Updated on April 20, 2015

When wilderness camping, hiking and canoeing for more than a day it is not practical to carry enough drinkable water to meet your needs. Often it is necessary to obtain drinking water from a lake, river pond or any available source of water. All water that you drink unless it is rainwater, melted snow or dew must be purified to rid it of dangerous bacteria and micro organisms like giardia. This must be done by either boiling or filtering the water.

Several filters are available that make the job of obtaining purified drinking water fairly simple. Most are pump type of filters such as the Katadyn Hiker. Katadyn also makes a gravity fed filter (Katadyn Base Camp) which makes the chore very simple. Just fill the bag and hang it from a tree letting it drip into you water container while you do other things that may be a little more fun than pumping water. The the base camp filter can cost from about $70 to $100 depending on the retailer. A pump filter such as the Hiker can cost about the same. Some pumping systems are even more.

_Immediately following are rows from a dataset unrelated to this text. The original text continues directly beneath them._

//! Key-value storage for quote data.
//!
//! Durable values live in a single-table `SQLite` database; session-scoped
//! values live in memory and vanish with the process.

use std::collections::HashMap;
use std::path::Path;
use std::sync::{Mutex, PoisonError};

use rusqlite::{params, Connection, OptionalExtension};

use crate::domain::{AppError, Result};

/// Storage key holding the JSON array of quotes.
pub const QUOTES_KEY: &str = "quotes";

/// Storage key holding the last selected category filter.
pub const SELECTED_CATEGORY_KEY: &str = "selectedCategory";

/// Session storage key holding the last shown quote.
pub const LAST_QUOTE_KEY: &str = "lastQuote";

/// String key-value capability.
pub trait KeyValueStore: Send {
    /// Read a value.
    ///
    /// # Errors
    /// Returns error if the backend cannot be read.
    fn get(&self, key: &str) -> Result<Option<String>>;

    /// Write a value, replacing any previous one.
    ///
    /// # Errors
    /// Returns error if the backend cannot be written.
    fn set(&self, key: &str, value: &str) -> Result<()>;
}

/// Durable storage using `SQLite`.
pub struct LocalStorage {
    conn: Connection,
}

impl LocalStorage {
    /// Opens or creates the local storage database.
    ///
    /// # Errors
    /// Returns error if database cannot be opened or schema creation fails.
    pub fn open(path: &Path) -> Result<Self> {
        // Ensure parent directory exists
        if let Some(parent) = path.parent() {
            std::fs::create_dir_all(parent)
                .map_err(|e| AppError::io("Failed to create storage directory", e))?;
        }

        let conn = Connection::open(path).map_err(AppError::storage)?;

        conn.execute_batch(
            "PRAGMA journal_mode = WAL;
             PRAGMA synchronous = NORMAL;",
        )
        .map_err(AppError::storage)?;

        let storage = Self { conn };
        storage.init_schema()?;

        tracing::debug!(path = %path.display(), "Opened local storage");

        Ok(storage)
    }

    /// Initialize database schema.
    fn init_schema(&self) -> Result<()> {
        self.conn
            .execute_batch(
                r"
            CREATE TABLE IF NOT EXISTS kv (
                key TEXT PRIMARY KEY,
                value TEXT NOT NULL,
                updated_at TEXT NOT NULL DEFAULT (datetime('now'))
            );
            ",
            )
            .map_err(AppError::storage)?;

        Ok(())
    }
}

impl KeyValueStore for LocalStorage {
    fn get(&self, key: &str) -> Result<Option<String>> {
        self.conn
            .query_row("SELECT value FROM kv WHERE key = ?1", [key], |row| {
                row.get(0)
            })
            .optional()
            .map_err(AppError::storage)
    }

    fn set(&self, key: &str, value: &str) -> Result<()> {
        self.conn
            .execute(
                r"
            INSERT INTO kv (key, value) VALUES (?1, ?2)
            ON CONFLICT(key) DO UPDATE SET
                value = excluded.value,
                updated_at = datetime('now')
            ",
                params![key, value],
            )
            .map_err(AppError::storage)?;

        Ok(())
    }
}

/// Process-lifetime storage, used for session values and tests.
#[derive(Debug, Default)]
pub struct MemoryStorage {
    values: Mutex<HashMap<String, String>>,
}

impl MemoryStorage {
    /// Create an empty store.
    #[must_use]
    pub fn new() -> Self {
        Self::default()
    }
}

impl KeyValueStore for MemoryStorage {
    fn get(&self, key: &str) -> Result<Option<String>> {
        let values = self.values.lock().unwrap_or_else(PoisonError::into_inner);
        Ok(values.get(key).cloned())
    }

    fn set(&self, key: &str, value: &str) -> Result<()> {
        let mut values = self.values.lock().unwrap_or_else(PoisonError::into_inner);
        values.insert(key.to_string(), value.to_string());
        Ok(())
    }
}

You can make your own filter system for less than $25. These are the parts you need.

Old plastic water bottle

4ft. 3/8” OD – ¼” ID vinyl tubing $2.00

Sawyer water filter $17.50

3/8 in. x 1/4 in. Brass Barb x MIP Adapter 2.80

T shirt cloth

Paint ball O-ring

The first step is to drill a hole in the cap of the water bottle to accept the brass MIP adapter fitting. I used a 1/2" Forstner bit to get I nice clean hole. I then screwed the adapter into the hole.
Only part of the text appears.